(Saved entries)
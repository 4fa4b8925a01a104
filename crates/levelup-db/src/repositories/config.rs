//! PostgreSQL implementation of ConfigRepository

use async_trait::async_trait;
use sqlx::PgPool;
use tracing::instrument;

use levelup_core::entities::LevelingConfig;
use levelup_core::traits::{ConfigRepository, RepoResult};
use levelup_core::value_objects::Snowflake;

use crate::mappers::config_from_model;
use crate::models::LevelingConfigModel;

use super::error::{config_not_found, map_db_error};

/// PostgreSQL implementation of ConfigRepository
#[derive(Clone)]
pub struct PgConfigRepository {
    pool: PgPool,
}

impl PgConfigRepository {
    /// Create a new PgConfigRepository
    pub fn new(pool: PgPool) -> Self {
        Self { pool }
    }
}

#[async_trait]
impl ConfigRepository for PgConfigRepository {
    #[instrument(skip(self))]
    async fn find(&self, guild_id: Snowflake) -> RepoResult<Option<LevelingConfig>> {
        let result = sqlx::query_as::<_, LevelingConfigModel>(
            r#"
            SELECT guild_id, min_gain, max_gain, cooldown_seconds, announce_channel_id,
                   level_up_message, enabled, created_at, updated_at
            FROM leveling_configs
            WHERE guild_id = $1
            "#,
        )
        .bind(guild_id.into_inner())
        .fetch_optional(&self.pool)
        .await
        .map_err(map_db_error)?;

        Ok(result.map(config_from_model))
    }

    #[instrument(skip(self, config))]
    async fn upsert(&self, config: &LevelingConfig) -> RepoResult<()> {
        sqlx::query(
            r#"
            INSERT INTO leveling_configs
                (guild_id, min_gain, max_gain, cooldown_seconds, announce_channel_id,
                 level_up_message, enabled, created_at, updated_at)
            VALUES ($1, $2, $3, $4, $5, $6, $7, $8, $9)
            ON CONFLICT (guild_id) DO UPDATE
            SET min_gain = $2,
                max_gain = $3,
                cooldown_seconds = $4,
                announce_channel_id = $5,
                level_up_message = $6,
                enabled = $7,
                updated_at = $9
            "#,
        )
        .bind(config.guild_id.into_inner())
        .bind(config.min_gain)
        .bind(config.max_gain)
        .bind(config.cooldown_seconds)
        .bind(config.announce_channel_id.map(Snowflake::into_inner))
        .bind(&config.level_up_message)
        .bind(config.enabled)
        .bind(config.created_at)
        .bind(config.updated_at)
        .execute(&self.pool)
        .await
        .map_err(map_db_error)?;

        Ok(())
    }

    #[instrument(skip(self))]
    async fn set_enabled(&self, guild_id: Snowflake, enabled: bool) -> RepoResult<()> {
        let result = sqlx::query(
            r#"
            UPDATE leveling_configs
            SET enabled = $2, updated_at = NOW()
            WHERE guild_id = $1
            "#,
        )
        .bind(guild_id.into_inner())
        .bind(enabled)
        .execute(&self.pool)
        .await
        .map_err(map_db_error)?;

        if result.rows_affected() == 0 {
            return Err(config_not_found(guild_id));
        }

        Ok(())
    }
}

▶ [What you are asked to do]
Copy out every line of the data where the word "LevelingConfigModel" occurs.

▶ [Exercise answer]
use crate::models::LevelingConfigModel;
        let result = sqlx::query_as::<_, LevelingConfigModel>(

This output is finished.